• _Task details_: Every line in the records below that holds "SessionExpired" must be identified and copied.

• _Exercise material_:
== Segment start ==

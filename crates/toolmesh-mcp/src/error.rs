//! MCP-specific error types.

use std::time::Duration;

use thiserror::Error;

/// Errors that can occur during transport operations.
#[derive(Debug, Error)]
pub enum TransportError {
    /// The HTTP request itself failed.
    #[error("request failed: {0}")]
    Request(#[from] reqwest::Error),

    /// The server answered with a non-success status.
    #[error("unexpected HTTP status {status}: {body}")]
    HttpStatus { status: u16, body: String },

    /// The server no longer knows our session id.
    #[error("session expired on server")]
    SessionExpired,

    /// Connection was closed unexpectedly.
    #[error("connection closed")]
    ConnectionClosed,

    /// Transport is not connected.
    #[error("not connected")]
    NotConnected,

    /// The SSE stream never announced its message endpoint.
    #[error("invalid endpoint: {0}")]
    InvalidEndpoint(String),

    /// A configured header could not be encoded.
    #[error("invalid header '{0}'")]
    InvalidHeader(String),
}

impl TransportError {
    /// Whether this error means the underlying connection is gone.
    pub fn is_disconnect(&self) -> bool {
        match self {
            Self::ConnectionClosed | Self::NotConnected | Self::SessionExpired => true,
            Self::Request(e) => e.is_connect() || e.is_request() && !e.is_timeout(),
            Self::HttpStatus { status, .. } => *status == 404 || *status == 410,
            _ => false,
        }
    }
}

/// Errors that can occur during MCP operations.
#[derive(Debug, Error)]
pub enum McpError {
    /// Transport-level error.
    #[error("transport error: {0}")]
    Transport(#[from] TransportError),

    /// Protocol-level error (malformed messages, etc.).
    #[error("protocol error: {0}")]
    Protocol(String),

    /// Server returned an error response.
    #[error("server error (code {code}): {message}")]
    ServerError { code: i32, message: String },

    /// JSON serialization/deserialization error.
    #[error("JSON error: {0}")]
    Json(#[from] serde_json::Error),

    /// Connection is not in the correct state.
    #[error("invalid connection state: expected {expected}, got {actual}")]
    InvalidState { expected: String, actual: String },

    /// Request timed out.
    #[error("request timed out after {0:?}")]
    Timeout(Duration),

    /// Opening the transport or the handshake failed.
    #[error("failed to connect plugin '{plugin}': {message}")]
    Connection { plugin: String, message: String },

    /// No live session for the key.
    #[error("no session for plugin '{plugin}' of tenant '{tenant}'")]
    SessionNotFound { tenant: String, plugin: String },

    /// A tool call exceeded its deadline.
    #[error("tool '{tool}' timed out after {timeout:?}")]
    CallTimeout { tool: String, timeout: Duration },

    /// The connection kept dropping until the reconnect budget ran out.
    #[error("tool '{tool}' failed after {attempts} attempts: connection closed ({message})")]
    TransportClosed {
        tool: String,
        attempts: u32,
        message: String,
    },

    /// The remote answered with something we could not interpret.
    #[error("tool '{tool}' returned a malformed response: {message}")]
    ProtocolFormat { tool: String, message: String },

    /// Any other tool failure.
    #[error("tool '{tool}' failed: {message}")]
    Tool { tool: String, message: String },

    /// A combined tool name could not be split into plugin and tool.
    #[error("invalid tool name '{0}': expected 'plugin_tool' or 'plugin.tool'")]
    InvalidToolName(String),
}

impl McpError {
    /// Create a protocol error.
    pub fn protocol(msg: impl Into<String>) -> Self {
        Self::Protocol(msg.into())
    }

    /// Create a server error from JSON-RPC error.
    pub fn server_error(code: i32, message: impl Into<String>) -> Self {
        Self::ServerError {
            code,
            message: message.into(),
        }
    }

    /// Create an invalid state error.
    pub fn invalid_state(expected: impl Into<String>, actual: impl Into<String>) -> Self {
        Self::InvalidState {
            expected: expected.into(),
            actual: actual.into(),
        }
    }

    pub fn connection(plugin: impl Into<String>, message: impl Into<String>) -> Self {
        Self::Connection {
            plugin: plugin.into(),
            message: message.into(),
        }
    }

    pub fn session_not_found(tenant: impl Into<String>, plugin: impl Into<String>) -> Self {
        Self::SessionNotFound {
            tenant: tenant.into(),
            plugin: plugin.into(),
        }
    }

    /// Whether the error means the session is gone and a reconnect may help.
    pub fn is_reconnectable(&self) -> bool {
        match self {
            Self::Transport(e) => e.is_disconnect(),
            Self::SessionNotFound { .. } => true,
            // A closed connection refuses further requests.
            Self::InvalidState { actual, .. } => actual == "disconnected" || actual == "closing",
            _ => false,
        }
    }

    /// Whether the remote sent something we could not decode.
    pub fn is_protocol_format(&self) -> bool {
        matches!(self, Self::Protocol(_) | Self::Json(_))
    }

    /// Wrap a low-level error with the fully-qualified tool name.
    pub fn for_tool(self, tool: &str) -> Self {
        match self {
            e @ (Self::CallTimeout { .. }
            | Self::TransportClosed { .. }
            | Self::ProtocolFormat { .. }
            | Self::Tool { .. }
            | Self::SessionNotFound { .. }) => e,
            e if e.is_protocol_format() => Self::ProtocolFormat {
                tool: tool.to_string(),
                message: e.to_string(),
            },
            e => Self::Tool {
                tool: tool.to_string(),
                message: e.to_string(),
            },
        }
    }
}

impl From<McpError> for toolmesh_core::Error {
    fn from(e: McpError) -> Self {
        match e {
            McpError::SessionNotFound { .. } => toolmesh_core::Error::NotFound(e.to_string()),
            McpError::InvalidToolName(_) => toolmesh_core::Error::Validation(e.to_string()),
            McpError::CallTimeout { .. }
            | McpError::TransportClosed { .. }
            | McpError::ProtocolFormat { .. }
            | McpError::Tool { .. } => toolmesh_core::Error::Tool(e.to_string()),
            _ => toolmesh_core::Error::Mcp(e.to_string()),
        }
    }
}
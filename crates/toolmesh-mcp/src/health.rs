//! Error-rate driven session status.
//!
//! Status moves active → degraded → error as the error rate crosses the
//! warning and critical thresholds, and degraded → active when it recovers.
//! An errored session stays errored until it is registered again.

use std::sync::Arc;
use std::time::Duration;

use tokio::sync::watch;
use tokio::task::JoinHandle;
use toolmesh_core::SessionSettings;
use tracing::{debug, info, warn};

use crate::events::{SessionStatus, StatusEvent, StatusEventBus};
use crate::registry::SessionRegistry;

/// Error-rate thresholds.
#[derive(Debug, Clone, Copy, PartialEq)]
pub struct HealthThresholds {
    pub warn_error_rate: f64,
    pub critical_error_rate: f64,
    pub min_sample_size: u64,
}

impl HealthThresholds {
    pub fn from_settings(settings: &SessionSettings) -> Self {
        Self {
            warn_error_rate: settings.warn_error_rate,
            critical_error_rate: settings.critical_error_rate,
            min_sample_size: settings.min_sample_size,
        }
    }

    /// The status a session should move to, if any.
    pub fn next_status(&self, current: SessionStatus, error_rate: f64) -> Option<SessionStatus> {
        match current {
            SessionStatus::Inactive | SessionStatus::Error => {
                // Error is left only through re-registration.
                None
            }
            _ if error_rate > self.critical_error_rate => Some(SessionStatus::Error),
            SessionStatus::Active if error_rate > self.warn_error_rate => {
                Some(SessionStatus::Degraded)
            }
            SessionStatus::Degraded if error_rate <= self.warn_error_rate => {
                Some(SessionStatus::Active)
            }
            _ => None,
        }
    }
}

pub struct HealthMonitor {
    registry: Arc<SessionRegistry>,
    events: Arc<StatusEventBus>,
    thresholds: HealthThresholds,
}

impl HealthMonitor {
    pub fn new(
        registry: Arc<SessionRegistry>,
        events: Arc<StatusEventBus>,
        thresholds: HealthThresholds,
    ) -> Self {
        Self {
            registry,
            events,
            thresholds,
        }
    }

    /// Evaluate every live session once. Returns the number of transitions.
    pub async fn check_once(&self) -> usize {
        let mut transitions = Vec::new();
        for session in self.registry.sessions() {
            let requests = session.request_count();
            if requests < self.thresholds.min_sample_size {
                continue;
            }
            let rate = session.error_rate();
            let previous = session.status();
            let Some(next) = self.thresholds.next_status(previous, rate) else {
                continue;
            };
            // Lost to a concurrent close or re-registration.
            if !session.transition(previous, next) {
                continue;
            }
            let key = session.key();
            match next {
                SessionStatus::Error => warn!(
                    tenant = %key.tenant_id,
                    plugin = %key.plugin_name,
                    error_rate = rate,
                    "Session marked as errored"
                ),
                _ => info!(
                    tenant = %key.tenant_id,
                    plugin = %key.plugin_name,
                    error_rate = rate,
                    from = %previous,
                    to = %next,
                    "Session health changed"
                ),
            }
            transitions.push(StatusEvent::new(
                &key.tenant_id,
                &key.plugin_name,
                previous,
                next,
                format!(
                    "error rate {:.2} over {} requests",
                    rate, requests
                ),
            ));
        }

        let count = transitions.len();
        for event in transitions {
            self.events.emit(event).await;
        }
        count
    }

    /// Run [`check_once`](Self::check_once) every `interval` until `shutdown` flips.
    pub fn spawn(
        self: Arc<Self>,
        interval: Duration,
        mut shutdown: watch::Receiver<bool>,
    ) -> JoinHandle<()> {
        tokio::spawn(async move {
            let mut ticker = tokio::time::interval(interval);
            ticker.set_missed_tick_behavior(tokio::time::MissedTickBehavior::Skip);
            // The first tick completes immediately.
            ticker.tick().await;

            loop {
                tokio::select! {
                    _ = ticker.tick() => {
                        let transitions = self.check_once().await;
                        debug!(transitions, "Health check completed");
                    }
                    _ = shutdown.changed() => break,
                }
            }
            debug!("Health monitor stopped");
        })
    }
}
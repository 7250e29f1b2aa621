//! MCP transport implementations.
//!
//! Both HTTP-based transports present the same message-oriented interface:
//! `send` pushes one JSON-RPC frame to the server and `receive` yields the next
//! frame the server produced, whether it arrived in a POST response body
//! (streamable HTTP) or on a long-lived event stream (SSE).

use std::collections::HashMap;

use async_trait::async_trait;
use reqwest::header::{HeaderMap, HeaderName, HeaderValue};

use crate::error::TransportError;

pub mod http;
pub mod sse;

pub use http::StreamableHttpTransport;
pub use sse::{SseEvent, SseParser, SseTransport};

/// Trait for MCP transport implementations.
#[async_trait]
pub trait Transport: Send + Sync {
    /// Send a message to the server.
    async fn send(&mut self, message: &str) -> Result<(), TransportError>;

    /// Receive the next message from the server.
    async fn receive(&mut self) -> Result<String, TransportError>;

    /// Close the transport connection.
    async fn close(&mut self) -> Result<(), TransportError>;

    /// Check if the transport is connected.
    fn is_connected(&self) -> bool;
}

/// Convert configured plugin headers into a reqwest header map.
pub fn header_map(headers: &HashMap<String, String>) -> Result<HeaderMap, TransportError> {
    let mut map = HeaderMap::with_capacity(headers.len());
    for (key, value) in headers {
        let name = HeaderName::from_bytes(key.as_bytes())
            .map_err(|_| TransportError::InvalidHeader(key.clone()))?;
        let value =
            HeaderValue::from_str(value).map_err(|_| TransportError::InvalidHeader(key.clone()))?;
        map.insert(name, value);
    }
    Ok(map)
}
//! Live plugin sessions.

use std::fmt;
use std::sync::atomic::{AtomicU64, Ordering};
use std::sync::Arc;
use std::time::Duration;

use chrono::{DateTime, Utc};
use parking_lot::Mutex;
use serde::Serialize;
use tokio::time::Instant;
use toolmesh_core::{PluginConfig, TransportKind};
use uuid::Uuid;

use crate::connection::ToolSession;
use crate::connector::Established;
use crate::events::SessionStatus;
use crate::resources::ResourceStack;

/// Identifies a session: one plugin of one tenant.
#[derive(Debug, Clone, PartialEq, Eq, Hash, PartialOrd, Ord, Serialize)]
pub struct SessionKey {
    pub tenant_id: String,
    pub plugin_name: String,
}

impl SessionKey {
    pub fn new(tenant_id: impl Into<String>, plugin_name: impl Into<String>) -> Self {
        Self {
            tenant_id: tenant_id.into(),
            plugin_name: plugin_name.into(),
        }
    }

    pub fn of(config: &PluginConfig) -> Self {
        Self::new(&config.tenant_id, &config.plugin_name)
    }
}

impl fmt::Display for SessionKey {
    fn fmt(&self, f: &mut fmt::Formatter<'_>) -> fmt::Result {
        write!(f, "{}/{}", self.tenant_id, self.plugin_name)
    }
}

/// A live, initialized connection for one (tenant, plugin) pair.
pub struct Session {
    /// Distinguishes successive sessions of the same key.
    id: Uuid,
    key: SessionKey,
    config: PluginConfig,
    handle: Arc<dyn ToolSession>,
    resources: Mutex<ResourceStack>,
    created_at: DateTime<Utc>,
    last_access: Mutex<Instant>,
    request_count: AtomicU64,
    error_count: AtomicU64,
    status: Mutex<SessionStatus>,
}

impl Session {
    pub(crate) fn new(config: PluginConfig, established: Established) -> Self {
        Self {
            id: Uuid::new_v4(),
            key: SessionKey::of(&config),
            config,
            handle: established.handle,
            resources: Mutex::new(established.resources),
            created_at: Utc::now(),
            last_access: Mutex::new(Instant::now()),
            request_count: AtomicU64::new(0),
            error_count: AtomicU64::new(0),
            status: Mutex::new(SessionStatus::Active),
        }
    }

    pub fn id(&self) -> Uuid {
        self.id
    }

    pub fn key(&self) -> &SessionKey {
        &self.key
    }

    pub fn config(&self) -> &PluginConfig {
        &self.config
    }

    /// Protocol handle for issuing requests.
    pub fn handle(&self) -> Arc<dyn ToolSession> {
        Arc::clone(&self.handle)
    }

    pub fn created_at(&self) -> DateTime<Utc> {
        self.created_at
    }

    /// Mark the session as used by one more request.
    pub fn touch(&self) {
        *self.last_access.lock() = Instant::now();
        self.request_count.fetch_add(1, Ordering::Relaxed);
    }

    pub fn record_error(&self) {
        self.error_count.fetch_add(1, Ordering::Relaxed);
    }

    pub fn request_count(&self) -> u64 {
        self.request_count.load(Ordering::Relaxed)
    }

    pub fn error_count(&self) -> u64 {
        self.error_count.load(Ordering::Relaxed)
    }

    /// Errors per request; zero before the first request.
    pub fn error_rate(&self) -> f64 {
        let requests = self.request_count();
        if requests == 0 {
            return 0.0;
        }
        self.error_count() as f64 / requests as f64
    }

    pub fn idle_for(&self) -> Duration {
        self.last_access.lock().elapsed()
    }

    pub fn status(&self) -> SessionStatus {
        *self.status.lock()
    }

    /// Replace the status, returning the previous one.
    pub(crate) fn set_status(&self, status: SessionStatus) -> SessionStatus {
        std::mem::replace(&mut *self.status.lock(), status)
    }

    /// Move from `from` to `to` only if the status is still `from`.
    pub(crate) fn transition(&self, from: SessionStatus, to: SessionStatus) -> bool {
        let mut status = self.status.lock();
        if *status != from {
            return false;
        }
        *status = to;
        true
    }

    /// Whether this session was opened with the same endpoint and transport.
    pub fn matches_endpoint(&self, url: &str, transport: TransportKind) -> bool {
        self.config.url == url && self.config.transport == transport
    }

    /// Release the session's resources, newest first. Returns how many closed cleanly.
    pub(crate) async fn close(&self) -> usize {
        self.set_status(SessionStatus::Inactive);
        let mut resources = std::mem::take(&mut *self.resources.lock());
        resources.close_all().await
    }

    pub fn info(&self) -> SessionInfo {
        SessionInfo {
            session_id: self.id,
            tenant_id: self.key.tenant_id.clone(),
            plugin_name: self.key.plugin_name.clone(),
            url: self.config.url.clone(),
            transport: self.config.transport,
            status: self.status(),
            created_at: self.created_at,
            idle_secs: self.idle_for().as_secs(),
            request_count: self.request_count(),
            error_count: self.error_count(),
            error_rate: self.error_rate(),
        }
    }
}

impl fmt::Debug for Session {
    fn fmt(&self, f: &mut fmt::Formatter<'_>) -> fmt::Result {
        f.debug_struct("Session")
            .field("id", &self.id)
            .field("key", &self.key)
            .field("status", &self.status())
            .field("request_count", &self.request_count())
            .field("error_count", &self.error_count())
            .finish()
    }
}

/// Read-only snapshot of a session for diagnostics.
#[derive(Debug, Clone, Serialize)]
pub struct SessionInfo {
    pub session_id: Uuid,
    pub tenant_id: String,
    pub plugin_name: String,
    pub url: String,
    pub transport: TransportKind,
    pub status: SessionStatus,
    pub created_at: DateTime<Utc>,
    pub idle_secs: u64,
    pub request_count: u64,
    pub error_count: u64,
    pub error_rate: f64,
}

#[cfg(test)]
mod tests {
    use super::*;
    use crate::testing::{plugin, ScriptedPlugin};

    fn session() -> Session {
        Session::new(
            plugin("t1", "notes"),
            Established {
                handle: Arc::new(ScriptedPlugin::default()),
                resources: ResourceStack::new(),
            },
        )
    }

    #[test]
    fn test_error_rate() {
        let session = session();
        assert_eq!(session.error_rate(), 0.0);
        for _ in 0..4 {
            session.touch();
        }
        session.record_error();
        assert_eq!(session.error_rate(), 0.25);
    }

    #[tokio::test]
    async fn test_transition_requires_expected_status() {
        let session = session();
        assert!(session.transition(SessionStatus::Active, SessionStatus::Degraded));
        assert!(!session.transition(SessionStatus::Active, SessionStatus::Error));
        assert_eq!(session.status(), SessionStatus::Degraded);

        // A close that lands first wins over a stale health decision.
        session.close().await;
        assert!(!session.transition(SessionStatus::Degraded, SessionStatus::Error));
        assert_eq!(session.status(), SessionStatus::Inactive);
    }
}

== Segment end ==

• _Output of the exercise_:
    SessionExpired,
            Self::ConnectionClosed | Self::NotConnected | Self::SessionExpired => true,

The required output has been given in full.